France-Syrie : une relation en dents de scie

La guerre civile en Syrie qui dure depuis 2011 a porté un nouveau coup aux relations entre ce pays et la France. Dans son livre "Chirac, Assad et les autres. les relations franco-syriennes depuis 1946" (PUF, 462 p., 25 €), Manon-Nour Tannous, docteure en relations internationales, chercheuse associée au Centre Thucydide (université Paris-II) et au Collège de France (chaire d’histoire contemporaine du monde arabe), et enseignante à Sciences Po, décrit des rapports en dents de scie depuis l’indépendance de la Syrie en 1946 jusqu’à aujourd’hui.

Plus que son titre, c’est le sous-titre qui rend compte de l’ambition de cet ouvrage. Il s’agit en effet pour l’auteur de faire une fresque de la politique de la France vis à vis de la Syrie. Développant sa thèse de doctorat sur la politique syrienne du président Chirac, elle aborde en effet en amont la politique menée par la France de l’indépendance de la Syrie en 1946 jusqu’à celle assumée par les présidents Sarkozy et Hollande
Elle décrit bien une relation bilatérale qui, surtout depuis l’arrivée au pouvoir d’Hafez al-Assad en 1970 a connu une évolution parfois quelque peu surprenante, passant « de phases de rupture en phases de relance ». Les principales étapes de cette relation heurtée sont rappelées.
Après un accueil plutôt positif du nouveau régime par le président Pompidou, s’amorce une phase de crispation avec l’assassinat à Beyrouth de l’ambassadeur Delamare le 8 septembre 1981 suivi par plusieurs attentats imputés à la Syrie tant à Paris qu’à Beyrouth.
Mais dès novembre 1984 la visite du président Mitterrand à Damas marque sa volonté, par réalisme, de « rétablir une relation praticable ».

Un nouvel élan

Cependant c’est avec le président Chirac que cette diplomatie prend un nouvel élan. Quelques temps forts de cette relation font l’objet d’une analyse très complète.
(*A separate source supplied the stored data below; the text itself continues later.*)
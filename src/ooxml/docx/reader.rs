/// Streaming reader for the WordprocessingML body part.
///
/// The reader skips everything up to `<w:body>`, then walks the body's
/// immediate children. Paragraphs become [`Paragraph`], [`Heading`] or
/// [`ListItem`] nodes, tables become [`Table`] nodes, and any other element
/// (section properties, bookmarks, content controls, unknown extensions) is
/// skipped without error.
use crate::common::xml::resolve_entity;
use crate::common::{Error, Result};
use crate::ooxml::docx::model::{
    Heading, ListInfo, ListItem, Node, Paragraph, Run, Table, TableRow,
};
use once_cell::sync::Lazy;
use quick_xml::Reader;
use quick_xml::events::{BytesStart, Event};
use regex::Regex;

static HEADING_STYLE: Lazy<Regex> =
    Lazy::new(|| Regex::new(r"(?i)^heading\s*([1-9])$").expect("valid heading style pattern"));

const UNEXPECTED_EOF: &str = "unexpected end of document";

/// Parse the body part into block nodes.
pub fn parse_body(xml: &[u8]) -> Result<Vec<Node>> {
    let mut reader = Reader::from_reader(xml);
    let mut nodes = Vec::new();

    // Skip everything until the body container opens
    loop {
        match reader.read_event().map_err(|e| Error::malformed("w:document", e))? {
            Event::Start(e) if e.local_name().as_ref() == b"body" => break,
            Event::Empty(e) if e.local_name().as_ref() == b"body" => return Ok(nodes),
            Event::Eof => {
                log::debug!("document part has no body element");
                return Ok(nodes);
            },
            _ => {},
        }
    }

    loop {
        match reader.read_event().map_err(|e| Error::malformed("w:body", e))? {
            Event::Start(e) => match e.local_name().as_ref() {
                b"p" => {
                    if let Some(node) = read_paragraph(&mut reader)?.into_node() {
                        nodes.push(node);
                    }
                },
                b"tbl" => nodes.push(Node::Table(read_table(&mut reader)?)),
                _ => {
                    let name = qualified_name(&e);
                    log::debug!("skipping unsupported body element <{}>", name);
                    skip_element(&mut reader, &name)?;
                },
            },
            Event::End(_) => break,
            Event::Eof => return Err(Error::malformed("w:body", UNEXPECTED_EOF)),
            _ => {},
        }
    }

    Ok(nodes)
}

/// Collected state of one `<w:p>` element.
#[derive(Debug, Default)]
struct ParagraphScan {
    style: Option<String>,
    outline_level: Option<u8>,
    num_id: Option<String>,
    ilvl: Option<u32>,
    runs: Vec<Run>,
}

impl ParagraphScan {
    fn text(&self) -> String {
        self.runs.iter().map(|run| run.text.as_str()).collect()
    }

    /// Heading level; an explicit outline level wins over the style name.
    fn heading_level(&self) -> Option<u8> {
        if let Some(outline) = self.outline_level {
            return Some(outline.saturating_add(1));
        }
        let style = self.style.as_deref()?;
        HEADING_STYLE
            .captures(style)
            .and_then(|caps| caps.get(1))
            .and_then(|digit| digit.as_str().parse::<u8>().ok())
    }

    fn into_node(self) -> Option<Node> {
        if self.text().trim().is_empty() {
            return None;
        }

        if let Some(level) = self.heading_level() {
            return Some(Node::Heading(Heading::from_runs(level, self.runs)));
        }

        if let Some(num_id) = self.num_id {
            let level = self.ilvl.unwrap_or(0);
            let mut item = ListItem::from_runs(level, self.runs);
            item.list_info = Some(ListInfo { num_id, level });
            return Some(Node::ListItem(item));
        }

        Some(Node::Paragraph(Paragraph::from_runs(self.runs)))
    }
}

/// Read a paragraph whose start tag has just been consumed.
///
/// Runs are collected at any depth, so runs wrapped in hyperlinks, smart
/// tags, insertions or simple fields all contribute. Deleted text
/// (`w:delText`) and field instructions (`w:instrText`) are not `w:t` and
/// therefore never contribute.
///
/// Text boxes (`w:txbxContent`) are separate stories and are skipped, as is
/// the `mc:Fallback` copy of alternate content. A run closes only at the
/// depth it was opened at.
fn read_paragraph(reader: &mut Reader<&[u8]>) -> Result<ParagraphScan> {
    let mut scan = ParagraphScan::default();
    let mut current: Option<Run> = None;
    let mut run_depth = 0usize;
    let mut depth = 1usize;
    let mut in_ppr = false;
    let mut in_rpr = false;
    let mut in_text = false;

    loop {
        match reader.read_event().map_err(|e| Error::malformed("w:p", e))? {
            Event::Start(e) => {
                if matches!(e.local_name().as_ref(), b"txbxContent" | b"Fallback") {
                    skip_element(reader, &qualified_name(&e))?;
                    continue;
                }
                depth += 1;
                match e.local_name().as_ref() {
                    b"r" if current.is_none() => {
                        current = Some(Run::default());
                        run_depth = depth;
                    },
                    b"pPr" => in_ppr = true,
                    b"rPr" => in_rpr = true,
                    b"t" if current.is_some() => in_text = true,
                    _ => apply_property(&e, &mut scan, current.as_mut(), in_ppr, in_rpr)?,
                }
            },
            Event::Empty(e) => apply_property(&e, &mut scan, current.as_mut(), in_ppr, in_rpr)?,
            Event::Text(e) if in_text => {
                if let Some(run) = current.as_mut() {
                    let text = std::str::from_utf8(e.as_ref())
                        .map_err(|err| Error::malformed("w:t", err))?;
                    run.text.push_str(text);
                }
            },
            Event::GeneralRef(e) if in_text => {
                if let Some(run) = current.as_mut() {
                    let name = String::from_utf8_lossy(e.as_ref());
                    match resolve_entity(&name) {
                        Some(ch) => run.text.push(ch),
                        None => {
                            return Err(Error::malformed(
                                "w:t",
                                format!("unknown entity &{};", name),
                            ));
                        },
                    }
                }
            },
            Event::End(e) => {
                let closing = depth;
                depth -= 1;
                match e.local_name().as_ref() {
                    b"t" => in_text = false,
                    b"pPr" => in_ppr = false,
                    b"rPr" => in_rpr = false,
                    b"r" if closing == run_depth => {
                        if let Some(run) = current.take()
                            && !run.text.is_empty()
                        {
                            scan.runs.push(run);
                        }
                    },
                    _ => {},
                }
                if depth == 0 {
                    break;
                }
            },
            Event::Eof => return Err(Error::malformed("w:p", UNEXPECTED_EOF)),
            _ => {},
        }
    }

    Ok(scan)
}

/// Apply a property or inline-content element found inside a paragraph.
fn apply_property(
    e: &BytesStart<'_>,
    scan: &mut ParagraphScan,
    run: Option<&mut Run>,
    in_ppr: bool,
    in_rpr: bool,
) -> Result<()> {
    let local = e.local_name();
    match (local.as_ref(), run) {
        (b"b", Some(run)) if in_rpr => run.bold = toggle_value(e)?,
        (b"i", Some(run)) if in_rpr => run.italic = toggle_value(e)?,
        (b"tab", Some(run)) if !in_rpr => run.text.push('\t'),
        (b"br" | b"cr", Some(run)) if !in_rpr => run.text.push('\n'),
        (b"pStyle", None) if in_ppr => scan.style = val_attr(e)?,
        (b"outlineLvl", None) if in_ppr => {
            scan.outline_level = val_attr(e)?.and_then(|v| v.trim().parse::<u8>().ok())
        },
        (b"numId", None) if in_ppr => scan.num_id = val_attr(e)?,
        (b"ilvl", None) if in_ppr => {
            scan.ilvl = val_attr(e)?.and_then(|v| v.trim().parse::<u32>().ok())
        },
        _ => {},
    }
    Ok(())
}

/// Read the `w:val` attribute of an element.
fn val_attr(e: &BytesStart<'_>) -> Result<Option<String>> {
    for attr in e.attributes() {
        let attr = attr.map_err(|err| Error::malformed(qualified_name(e), err))?;
        if attr.key.local_name().as_ref() == b"val" {
            let value = attr
                .unescape_value()
                .map_err(|err| Error::malformed(qualified_name(e), err))?;
            return Ok(Some(value.into_owned()));
        }
    }
    Ok(None)
}

/// Interpret an on/off property such as `<w:b/>` or `<w:b w:val="0"/>`.
fn toggle_value(e: &BytesStart<'_>) -> Result<bool> {
    Ok(match val_attr(e)? {
        Some(value) => !matches!(value.as_str(), "0" | "false" | "off"),
        None => true,
    })
}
La période 1995-2003 est marquée par la volonté de la France de coopérer activement avec Hafez al-Asad puis avec son fils Bachar.
En avril 1996, à l’occasion de l’opération israélienne au sud Liban « Raisins de la Colère », le président syrien appuie la shuttle diplomacy conduite par le ministre des affaires étrangères Hervé de Charette : l’accord réalisé avec l’appui de la Syrie et qui permet de rétablir le calme sous le contrôle d’un Comité de surveillance est qualifié par l’auteure, à juste titre, de « succès fondateur de la relation franco-syrienne ».
Dès l’arrivée au pouvoir de Bachar al-Assad, la France soutient son programme réformateur. Mais celui-ci tourne court. La relation bilatérale se dégrade en même temps que celle de Rafic Hariri avec le jeune président syrien. L’adoption par le Conseil de sécurité de la résolution 1559 en septembre 2004, qui prévoit le retrait des troupes syriennes du Liban marque une rupture, consommée par l’assassinat en février 2015 de Rafic Hariri imputé par Jacques Chirac à la Syrie.
Quant au président Sarkozy, après avoir renoué avec le régime syrien, sa politique quelque peu chaotique le conduit en l’espace de quelques semaines, à passer d’un accueil particulièrement chaleureux de Bachar al-Assad en décembre 2010 à l’injonction de quitter le pouvoir après l’éclosion en 2011 du printemps arabe en Syrie et la répression qui a suivi.

Un moyen, non une fin

Comment expliquer cette diplomatie en dents de scie ? Manon-Nour Tannous l’explique par la volonté de promouvoir une « diplomatie de levier » dont elle analyse la finalité : « le canal bilatéral est utilisé afin d’agir sur les dossiers non bilatéraux ».
Appliquée au cas de la relation entre la France et la Syrie, elle montre bien les motivations profondes de la politique menée par le président Chirac. Pour la France, la relation avec la Syrie est un moyen de revenir dans le jeu au Moyen-Orient. Pour Hafez al-Assad puis son fils, il s’agit à la fois de se dégager d’une emprise trop pesante de l’URSS et de montrer que la Syrie est un acteur incontournable au Moyen-Orient.
Cet ouvrage qui allie rigueur universitaire et sens de la narration s’appuie sur une documentation de première main – Archives diplomatiques, nombreux entretiens avec les acteurs ou témoins de cette relation – puisée aux meilleures sources. Il constitue un livre de référence sur cette relation heurtée avec un acteur qui reste majeur au Moyen-Orient.